Researchers from the Oregon Stem Cell Center in Portland, Oregon have demonstrated the existence of at least four separate subtypes of human insulin-producing beta cells that may be important in the understanding and treatment of diabetes.
“This study marks the first description of several different kinds of human insulin producing beta cells,” said Markus Grompe of the Oregon Stem Cell Center at Oregon Health Science University. “Some of the cells are better at releasing insulin than others, whereas others may regenerate quicker. Therefore, it is possible that people with different percentages of the subtypes are more prone to diabetes. Further understanding of cell characteristics could be the key to uncovering new treatment options, as well as the reason why some people are diabetic and others are not.”
Diabetes mellitus affects more than 29 million people in the United States. There are two main types of diabetes mellitus, type I and type II. Type I diabetes mellitus is caused by insufficient production of insulin. Type II diabetes mellitus is caused by insulin resistance or the inability of the body to properly respond to the insulin produced by the body. Type I diabetes mellitus results from dysfunction or loss of insulin producing beta cells in the endocrine portion of the pancreas.
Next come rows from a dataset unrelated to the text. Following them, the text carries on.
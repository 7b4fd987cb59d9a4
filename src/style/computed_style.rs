use glam::Vec2;

use crate::error::LayoutError;
use crate::layout::Dim;
use crate::style::values::{
    AlignItems, Axis, Display, EdgeInsets, FlowWrap, GridPlacement, JustifyContent, Overflow,
};

pub const DEFAULT_SCROLLBAR_WIDTH: f32 = 10.0;

/// Style values already resolved to absolute units by the host's style system.
///
/// Sizes follow the convention that a `max` of 0 means unconstrained. Values
/// must be finite; see [`ComputedStyle::validate`] and
/// [`ComputedStyle::sanitized`].
#[derive(Debug, Clone, PartialEq)]
pub struct ComputedStyle {
    pub display: Display,
    pub main_axis: Axis,
    pub flow_wrap: FlowWrap,
    pub overflow_x: Overflow,
    pub overflow_y: Overflow,
    pub min: Vec2,
    pub max: Vec2,
    pub grow: Vec2,
    pub gap: Vec2,
    pub grid: GridPlacement,
    /// Grid column count, 0 = `ceil(sqrt(children))`.
    pub columns: usize,
    pub margin: EdgeInsets,
    pub border: EdgeInsets,
    pub padding: EdgeInsets,
    pub scrollbar_width: f32,
    pub justify_content: JustifyContent,
    pub align_content: JustifyContent,
    pub align_items: AlignItems,
    pub align_self: Option<AlignItems>,
    /// Index of the visible child of a [`Display::Stacked`] container.
    pub stack_top: usize,
}

impl Default for ComputedStyle {
    fn default() -> Self {
        Self {
            display: Display::Flex,
            main_axis: Axis::Horizontal,
            flow_wrap: FlowWrap::NoWrap,
            overflow_x: Overflow::Visible,
            overflow_y: Overflow::Visible,
            min: Vec2::ZERO,
            max: Vec2::ZERO,
            grow: Vec2::ZERO,
            gap: Vec2::ZERO,
            grid: GridPlacement::default(),
            columns: 0,
            margin: EdgeInsets::ZERO,
            border: EdgeInsets::ZERO,
            padding: EdgeInsets::ZERO,
            scrollbar_width: DEFAULT_SCROLLBAR_WIDTH,
            justify_content: JustifyContent::Start,
            align_content: JustifyContent::Start,
            align_items: AlignItems::Start,
            align_self: None,
            stack_top: 0,
        }
    }
}

impl ComputedStyle {
    pub fn flex_row() -> Self {
        Self::default()
    }

    pub fn flex_column() -> Self {
        Self {
            main_axis: Axis::Vertical,
            ..Self::default()
        }
    }

    pub fn grid(columns: usize) -> Self {
        Self {
            display: Display::Grid,
            columns,
            ..Self::default()
        }
    }

    pub fn stacked(stack_top: usize) -> Self {
        Self {
            display: Display::Stacked,
            stack_top,
            ..Self::default()
        }
    }

    pub fn leaf(width: f32, height: f32) -> Self {
        Self::default().with_min(width, height)
    }

    pub fn with_display(mut self, display: Display) -> Self {
        self.display = display;
        self
    }

    pub fn with_wrap(mut self) -> Self {
        self.flow_wrap = FlowWrap::Wrap;
        self
    }

    pub fn with_overflow(mut self, x: Overflow, y: Overflow) -> Self {
        self.overflow_x = x;
        self.overflow_y = y;
        self
    }

    pub fn with_min(mut self, width: f32, height: f32) -> Self {
        self.min = Vec2::new(width, height);
        self
    }

    pub fn with_max(mut self, width: f32, height: f32) -> Self {
        self.max = Vec2::new(width, height);
        self
    }

    pub fn with_grow(mut self, x: f32, y: f32) -> Self {
        self.grow = Vec2::new(x, y);
        self
    }

    pub fn with_gap(mut self, x: f32, y: f32) -> Self {
        self.gap = Vec2::new(x, y);
        self
    }

    pub fn with_margin(mut self, margin: EdgeInsets) -> Self {
        self.margin = margin;
        self
    }

    pub fn with_border(mut self, border: EdgeInsets) -> Self {
        self.border = border;
        self
    }

    pub fn with_padding(mut self, padding: EdgeInsets) -> Self {
        self.padding = padding;
        self
    }

    pub fn with_scrollbar_width(mut self, width: f32) -> Self {
        self.scrollbar_width = width;
        self
    }

    pub fn with_placement(mut self, placement: GridPlacement) -> Self {
        self.grid = placement;
        self
    }

    pub fn with_justify_content(mut self, justify: JustifyContent) -> Self {
        self.justify_content = justify;
        self
    }

    pub fn with_align_content(mut self, align: JustifyContent) -> Self {
        self.align_content = align;
        self
    }

    pub fn with_align_items(mut self, align: AlignItems) -> Self {
        self.align_items = align;
        self
    }

    pub fn with_align_self(mut self, align: AlignItems) -> Self {
        self.align_self = Some(align);
        self
    }

    /// Padding + border + margin.
    pub fn box_space(&self) -> EdgeInsets {
        self.padding.add(&self.border).add(&self.margin)
    }

    pub fn main_dim(&self) -> Dim {
        match self.main_axis {
            Axis::Horizontal => Dim::X,
            Axis::Vertical => Dim::Y,
        }
    }

    pub fn overflow(&self, dim: Dim) -> Overflow {
        match dim {
            Dim::X => self.overflow_x,
            Dim::Y => self.overflow_y,
        }
    }

    pub fn is_wrapping(&self) -> bool {
        self.display == Display::Flex && self.flow_wrap == FlowWrap::Wrap
    }

    pub fn is_displayed(&self) -> bool {
        self.display != Display::None
    }

    /// Alignment used for this element inside its parent's cell.
    pub fn effective_align(&self, parent: &ComputedStyle) -> AlignItems {
        self.align_self.unwrap_or(parent.align_items)
    }

    /// Rejects NaN and infinite values.
    pub fn validate(&self) -> Result<(), LayoutError> {
        let mut first_bad = None;
        self.clone().for_each_value(|field, value| {
            if first_bad.is_none() && !value.is_finite() {
                first_bad = Some(LayoutError::NonFinite {
                    field,
                    value: *value,
                });
            }
        });
        match first_bad {
            Some(err) => Err(err),
            None => Ok(()),
        }
    }

    /// Copy with non-finite values replaced by 0 and negatives clamped to 0,
    /// along with the names of the fields that were changed.
    pub fn sanitized(&self) -> (ComputedStyle, Vec<&'static str>) {
        let mut style = self.clone();
        let mut changed = Vec::new();
        style.for_each_value(|field, value| {
            let fixed = if value.is_finite() { value.max(0.0) } else { 0.0 };
            if fixed != *value || value.is_nan() {
                changed.push(field);
                *value = fixed;
            }
        });
        (style, changed)
    }

    fn for_each_value(&mut self, mut f: impl FnMut(&'static str, &mut f32)) {
        f("min.x", &mut self.min.x);
        f("min.y", &mut self.min.y);
        f("max.x", &mut self.max.x);
        f("max.y", &mut self.max.y);
        f("grow.x", &mut self.grow.x);
        f("grow.y", &mut self.grow.y);
        f("gap.x", &mut self.gap.x);
        f("gap.y", &mut self.gap.y);
        f("scrollbar_width", &mut self.scrollbar_width);
        for (name, insets) in [
            ("margin", &mut self.margin),
            ("border", &mut self.border),
            ("padding", &mut self.padding),
        ] {
            f(name, &mut insets.top);
            f(name, &mut insets.right);
            f(name, &mut insets.bottom);
            f(name, &mut insets.left);
        }
    }
}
Insulin is a hormone that helps the body keep normal blood sugar levels, and incorporate sugar in the bloodstream into cells to grow and repair tissues. Previously, only a single variety of beta cell was known to exist. However, using human pancreatic islets, or clusters of up to 4,000 cells, Grompe and colleagues identified a method to identify and isolate four distinct types of beta cells. They also found that hundreds of genes were differently expressed between cell subtypes and that these distinct beta cell subtypes produced different amounts of insulin.
All type 2 diabetics had abnormal percentages of the subtypes, suggesting a possible role in the disease process. Additional research is needed to determine how different forms of diabetes – and other diseases – affect the new cell subtypes, as well as how researchers may take advantage of these differences for medical treatment.